Poignantly, a remarkably stoic Ms Sinnott told the congregation at her son's Requiem Mass at St John's Church in Carrigaline in Cork that she had taken out the phone to ring Kevin for some advice on the night he drowned last week.
She said her son was always there for his friends and had even set up a group at the college to help teach other struggling students.
"As a mum, I could tell you every detail of the baby Kevin and the child Kevin -- what he ate, how he slept. But I had to listen to his friends to find out more about the person he had become and that was one of the most important things over the last 10 days.
"We are so sad and we are going to miss him bu
t I am so grateful and a little sad but part of me is incredibly happy. What does any parent want? Their child to be happy and to know they are happy forever," she said.

It's desperately sad. Kathy Sinnott is a lovely woman, she's an idealist in the best sense of the word. I remember speaking to her on the telephone a few years ago when she was supporting an amendment to the EU budget which would have defunded population-control programs involved in forced abortion and sterilisation, as all of them invariably are - the amendment was predictably voted down as was the one she put forward last October - and she was wonderful.
"I'm, er ... um ... an ... er ... seamless-garmenter," I stammered. " (Seamless-Garmenters are left Pro Lifers, kind of Justice 'n' Peace types but with charm and style).

Kathy was great. "I love seamless-garmenters," she declared. "Seamless-garmenters make the best Pro-Lifers."

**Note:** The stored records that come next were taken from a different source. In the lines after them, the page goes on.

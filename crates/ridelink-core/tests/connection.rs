//! Connection lifecycle tests over the mock transport.
//!
//! These run without Bluetooth hardware. Timing-sensitive tests use paused
//! time, so backoff delays complete instantly while keeping exact offsets.

use std::sync::atomic::{AtomicUsize, Ordering};
use std::sync::{Arc, Mutex};
use std::time::Duration;

use tokio::time::{Instant, sleep};

use ridelink_core::{
    ConnectionOptions, ConnectionStatus, Error, MockTransport, Reading, SensorConnection,
    SensorEvent, SensorKind, SupervisorState, Transport,
};

type StatusLog = Arc<Mutex<Vec<(ConnectionStatus, Instant)>>>;

async fn open(mock: &Arc<MockTransport>, kind: SensorKind) -> SensorConnection {
    let transport: Arc<dyn Transport> = mock.clone();
    SensorConnection::open(transport, kind, ConnectionOptions::default())
        .await
        .expect("mock connect should succeed")
}

fn record_statuses(connection: &SensorConnection) -> StatusLog {
    let log: StatusLog = Arc::new(Mutex::new(Vec::new()));
    let sink = Arc::clone(&log);
    connection.on_status_change(move |status| sink.lock().unwrap().push((status, Instant::now())));
    log
}

fn record_readings(connection: &SensorConnection) -> Arc<Mutex<Vec<Reading>>> {
    let seen = Arc::new(Mutex::new(Vec::new()));
    let sink = Arc::clone(&seen);
    connection.add_listener(move |reading| sink.lock().unwrap().push(*reading));
    seen
}

/// Poll until the connection reports `status`, or panic after `limit`.
async fn wait_for_status(connection: &SensorConnection, status: ConnectionStatus, limit: Duration) {
    let deadline = Instant::now() + limit;
    while connection.status() != Some(status) {
        assert!(
            Instant::now() < deadline,
            "timed out waiting for {}, last status {:?}",
            status,
            connection.status()
        );
        sleep(Duration::from_millis(100)).await;
    }
}

// =============================================================================
// Lifecycle
// =============================================================================

#[tokio::test]
async fn test_full_lifecycle() {
    let mock = Arc::new(MockTransport::silent());
    let connection = open(&mock, SensorKind::HeartRate).await;
    let id = connection.device().id.clone();
    let mut events = connection.events();

    assert_eq!(connection.status(), Some(ConnectionStatus::Connected));
    assert_eq!(connection.state(), SupervisorState::Connected);
    assert!(connection.device_name().contains("Heart Rate"));

    let seen = record_readings(&connection);
    let characteristic = SensorKind::HeartRate.profile().characteristic;
    mock.push_notification(&id, characteristic, &[0x00, 150]);
    mock.push_notification(&id, characteristic, &[0x01, 0x9c, 0x00]);
    // Out of bounds and truncated frames produce nothing.
    mock.push_notification(&id, characteristic, &[0x01, 0xf4, 0x01]);
    mock.push_notification(&id, characteristic, &[0x00]);

    let values: Vec<_> = seen.lock().unwrap().iter().map(|r| r.value()).collect();
    assert_eq!(values, vec![Some(150.0), Some(156.0)]);

    match events.recv().await.unwrap() {
        SensorEvent::Reading { reading, kind, .. } => {
            assert_eq!(kind, SensorKind::HeartRate);
            assert_eq!(reading.value(), Some(150.0));
        }
        other => panic!("unexpected event: {:?}", other),
    }

    connection.disconnect().await.unwrap();
    assert!(!mock.is_connected(&id));
    assert_eq!(mock.subscription_count(&id), 0);
    assert_eq!(connection.state(), SupervisorState::Idle);
}

#[tokio::test]
async fn test_disconnect_twice_is_safe() {
    let mock = Arc::new(MockTransport::silent());
    let connection = open(&mock, SensorKind::Power).await;

    connection.disconnect().await.unwrap();
    connection.disconnect().await.unwrap();
    assert_eq!(connection.state(), SupervisorState::Idle);
}

#[tokio::test]
async fn test_duplicate_listener_invoked_twice() {
    let mock = Arc::new(MockTransport::silent());
    let connection = open(&mock, SensorKind::Power).await;
    let id = connection.device().id.clone();

    let calls = Arc::new(AtomicUsize::new(0));
    let listener = {
        let calls = Arc::clone(&calls);
        move |_: &Reading| {
            calls.fetch_add(1, Ordering::SeqCst);
        }
    };
    connection.add_listener(listener.clone());
    connection.add_listener(listener);

    let characteristic = SensorKind::Power.profile().characteristic;
    mock.push_notification(&id, characteristic, &[0x00, 0x00, 0xc8, 0x00]);
    assert_eq!(calls.load(Ordering::SeqCst), 2);
}

#[tokio::test]
async fn test_listeners_called_in_registration_order() {
    let mock = Arc::new(MockTransport::silent());
    let connection = open(&mock, SensorKind::Power).await;
    let id = connection.device().id.clone();

    let order = Arc::new(Mutex::new(Vec::new()));
    for tag in 0..3 {
        let order = Arc::clone(&order);
        connection.add_listener(move |_| order.lock().unwrap().push(tag));
    }

    let characteristic = SensorKind::Power.profile().characteristic;
    mock.push_notification(&id, characteristic, &[0x00, 0x00, 0xc8, 0x00]);
    assert_eq!(*order.lock().unwrap(), vec![0, 1, 2]);
}

#[tokio::test]
async fn test_panicking_listener_keeps_connection() {
    let mock = Arc::new(MockTransport::silent());
    let connection = open(&mock, SensorKind::Power).await;
    let id = connection.device().id.clone();

    connection.add_listener(|_| panic!("listener bug"));
    let seen = record_readings(&connection);
    let mut events = connection.events();
    let characteristic = SensorKind::Power.profile().characteristic;
    mock.push_notification(&id, characteristic, &[0x00, 0x00, 0xc8, 0x00]);
    mock.push_notification(&id, characteristic, &[0x00, 0x00, 0xc9, 0x00]);

    assert_eq!(seen.lock().unwrap().len(), 2);
    for expected in [200.0, 201.0] {
        match events.try_recv().unwrap() {
            SensorEvent::Reading { reading, .. } => assert_eq!(reading.value(), Some(expected)),
            other => panic!("unexpected event: {:?}", other),
        }
    }
    assert_eq!(connection.status(), Some(ConnectionStatus::Connected));
    assert_eq!(connection.state(), SupervisorState::Connected);
    assert!(mock.is_connected(&id));
}

#[tokio::test]
async fn test_drop_closes_link() {
    let mock = Arc::new(MockTransport::silent());
    let connection = open(&mock, SensorKind::Cadence).await;
    let id = connection.device().id.clone();
    assert!(mock.is_connected(&id));

    drop(connection);
    // Closing happens on a spawned task.
    for _ in 0..10 {
        tokio::task::yield_now().await;
    }
    assert!(!mock.is_connected(&id));
}

// =============================================================================
// Initial connection failures
// =============================================================================

#[tokio::test(start_paused = true)]
async fn test_initial_failure_not_retried() {
    let mock = Arc::new(MockTransport::silent());
    mock.fail_next_connects(1);

    let transport: Arc<dyn Transport> = mock.clone();
    let result = SensorConnection::open(transport, SensorKind::Power, ConnectionOptions::default()).await;
    assert!(matches!(result, Err(Error::ConnectionFailed { .. })));

    sleep(Duration::from_secs(120)).await;
    assert_eq!(mock.connect_count(), 1);
}

#[tokio::test]
async fn test_selection_cancelled() {
    let mock = Arc::new(MockTransport::silent());
    mock.fail_selection(true);

    let transport: Arc<dyn Transport> = mock.clone();
    let result = SensorConnection::open(transport, SensorKind::HeartRate, ConnectionOptions::default()).await;
    assert!(matches!(result, Err(Error::SelectionCancelled)));
    assert_eq!(mock.connect_count(), 0);
}

#[tokio::test]
async fn test_invalid_policy_rejected() {
    let mock = Arc::new(MockTransport::silent());
    let transport: Arc<dyn Transport> = mock.clone();
    let options = ConnectionOptions::default()
        .policy(ridelink_core::ReconnectPolicy::default().backoff_multiplier(0.0));

    let result = SensorConnection::open(transport, SensorKind::Power, options).await;
    assert!(matches!(result, Err(Error::InvalidConfig(_))));
    assert_eq!(mock.connect_count(), 0);
}

// =============================================================================
// Reconnection
// =============================================================================

#[tokio::test(start_paused = true)]
async fn test_backoff_schedule_then_failed() {
    let mock = Arc::new(MockTransport::silent());
    let connection = open(&mock, SensorKind::Power).await;
    let log = record_statuses(&connection);
    let id = connection.device().id.clone();

    mock.fail_next_connects(u32::MAX);
    let lost_at = Instant::now();
    assert!(mock.trigger_disconnect(&id));

    wait_for_status(&connection, ConnectionStatus::Failed, Duration::from_secs(120)).await;

    let log = log.lock().unwrap().clone();
    let timeline: Vec<(ConnectionStatus, u64)> = log
        .iter()
        .map(|(status, at)| (*status, (*at - lost_at).as_secs()))
        .collect();
    assert_eq!(
        timeline,
        vec![
            (ConnectionStatus::Disconnected, 0),
            (ConnectionStatus::Reconnecting, 1),
            (ConnectionStatus::Reconnecting, 3),
            (ConnectionStatus::Reconnecting, 7),
            (ConnectionStatus::Reconnecting, 15),
            (ConnectionStatus::Reconnecting, 31),
            (ConnectionStatus::Failed, 31),
        ]
    );
    assert_eq!(mock.connect_count(), 6);
    assert_eq!(connection.state(), SupervisorState::Failed);

    // Failed is terminal even once the sensor is reachable again.
    mock.fail_next_connects(0);
    sleep(Duration::from_secs(300)).await;
    assert_eq!(mock.connect_count(), 6);
    assert_eq!(connection.status(), Some(ConnectionStatus::Failed));
}

#[tokio::test(start_paused = true)]
async fn test_reconnect_resumes_readings() {
    let mock = Arc::new(MockTransport::silent());
    let connection = open(&mock, SensorKind::HeartRate).await;
    let log = record_statuses(&connection);
    let seen = record_readings(&connection);
    let id = connection.device().id.clone();

    mock.fail_next_connects(2);
    mock.trigger_disconnect(&id);
    // Attempts at 1 s and 3 s fail, the one at 7 s succeeds.
    sleep(Duration::from_secs(10)).await;

    let statuses: Vec<_> = log.lock().unwrap().iter().map(|(s, _)| *s).collect();
    assert_eq!(
        statuses,
        vec![
            ConnectionStatus::Disconnected,
            ConnectionStatus::Reconnecting,
            ConnectionStatus::Reconnecting,
            ConnectionStatus::Reconnecting,
            ConnectionStatus::Connected,
        ]
    );
    assert_eq!(connection.reconnect_attempts(), 0);
    assert_eq!(mock.subscription_count(&id), 1);

    let characteristic = SensorKind::HeartRate.profile().characteristic;
    assert!(mock.push_notification(&id, characteristic, &[0x00, 120]));
    assert_eq!(seen.lock().unwrap().len(), 1);
}

#[tokio::test(start_paused = true)]
async fn test_disconnect_during_backoff_silences_status() {
    let mock = Arc::new(MockTransport::silent());
    let connection = open(&mock, SensorKind::Power).await;
    let log = record_statuses(&connection);
    let id = connection.device().id.clone();

    mock.fail_next_connects(u32::MAX);
    mock.trigger_disconnect(&id);
    // Into the 2 s wait before the second attempt.
    sleep(Duration::from_millis(1500)).await;
    assert_eq!(mock.connect_count(), 2);

    connection.disconnect().await.unwrap();
    let recorded = log.lock().unwrap().len();

    sleep(Duration::from_secs(120)).await;
    assert_eq!(mock.connect_count(), 2);
    assert_eq!(log.lock().unwrap().len(), recorded);
    assert_eq!(connection.state(), SupervisorState::Idle);
}

#[tokio::test(start_paused = true)]
async fn test_disconnect_during_reconnect_open() {
    let mock = Arc::new(MockTransport::silent());
    let connection = open(&mock, SensorKind::HeartRate).await;
    let log = record_statuses(&connection);
    let id = connection.device().id.clone();

    mock.set_connect_latency(Duration::from_secs(5));
    mock.trigger_disconnect(&id);
    // First attempt starts at 1 s and is still connecting at 2 s.
    sleep(Duration::from_secs(2)).await;
    assert_eq!(mock.connect_count(), 2);

    connection.disconnect().await.unwrap();
    // Let the in-flight connect finish.
    sleep(Duration::from_secs(10)).await;

    let statuses: Vec<_> = log.lock().unwrap().iter().map(|(s, _)| *s).collect();
    assert_eq!(
        statuses,
        vec![ConnectionStatus::Disconnected, ConnectionStatus::Reconnecting]
    );
    assert_eq!(mock.connect_count(), 2);
    assert!(!mock.is_connected(&id));
    assert_eq!(mock.subscription_count(&id), 0);
    assert_eq!(connection.state(), SupervisorState::Idle);
}

#[tokio::test(start_paused = true)]
async fn test_crank_state_reset_on_reconnect() {
    let mock = Arc::new(MockTransport::silent());
    let connection = open(&mock, SensorKind::Cadence).await;
    let seen = record_readings(&connection);
    let id = connection.device().id.clone();
    let characteristic = SensorKind::Cadence.profile().characteristic;

    // (100 revs, 1024 ticks) then (101, 2048): one revolution per second.
    mock.push_notification(&id, characteristic, &[0x02, 100, 0, 0x00, 0x04]);
    mock.push_notification(&id, characteristic, &[0x02, 101, 0, 0x00, 0x08]);
    assert_eq!(seen.lock().unwrap().last().and_then(Reading::value), Some(60.0));

    mock.trigger_disconnect(&id);
    sleep(Duration::from_millis(1100)).await;
    assert_eq!(connection.status(), Some(ConnectionStatus::Connected));

    // Without a reset this sample would pair with the one before the drop.
    mock.push_notification(&id, characteristic, &[0x02, 102, 0, 0x00, 0x0c]);
    assert_eq!(seen.lock().unwrap().len(), 1);
    mock.push_notification(&id, characteristic, &[0x02, 103, 0, 0x00, 0x10]);
    assert_eq!(seen.lock().unwrap().len(), 2);
    assert_eq!(seen.lock().unwrap().last().and_then(Reading::value), Some(60.0));
}

#[tokio::test(start_paused = true)]
async fn test_generated_frames_flow() {
    let mock = Arc::new(MockTransport::new(Duration::from_millis(250)));
    let connection = open(&mock, SensorKind::Power).await;
    let seen = record_readings(&connection);

    sleep(Duration::from_millis(1100)).await;
    let seen = seen.lock().unwrap();
    assert_eq!(seen.len(), 4);
    assert!(
        seen.iter()
            .filter_map(Reading::value)
            .all(|watts| (150.0..=250.0).contains(&watts))
    );
}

There are many things which make Kathy Sinnott a remarkable woman; her courage, her selflessness, her steadfast, deeply-held, humanitarian principles but most of all for me it's the internationalism of her Pro Life values. For Kathy, an injustice anywhere is an injustice everywhere and something she cannot tolerate.

Kathy, our hearts are with you.

Eternal rest grant unto him O Lord
And let perpetual light shine upon him
May his soul and the souls of all the faithful departed, through the mercy of God, rest in peace.

Saturday, October 03, 2009

Marek Edelman 1922 - 2009

It's with not a little emotion that I record that Marek Edelman, one of the most outstanding resistance fighters of World War II and the last living leader of the Warsaw Ghetto uprising has died.

Thanks to the heroism of Edelman and those like him, people like me, the descendents of those who were victims of Nazi brutality are alive today. Edelman's unforgettable example, of steadfast courage, of defiant resistance to evil - he was in his early twenties when he fought in the Warsaw Ghetto - will be a constant inspiration to anti-fascists everywhere.

May God bless him. Requiescat in Pace.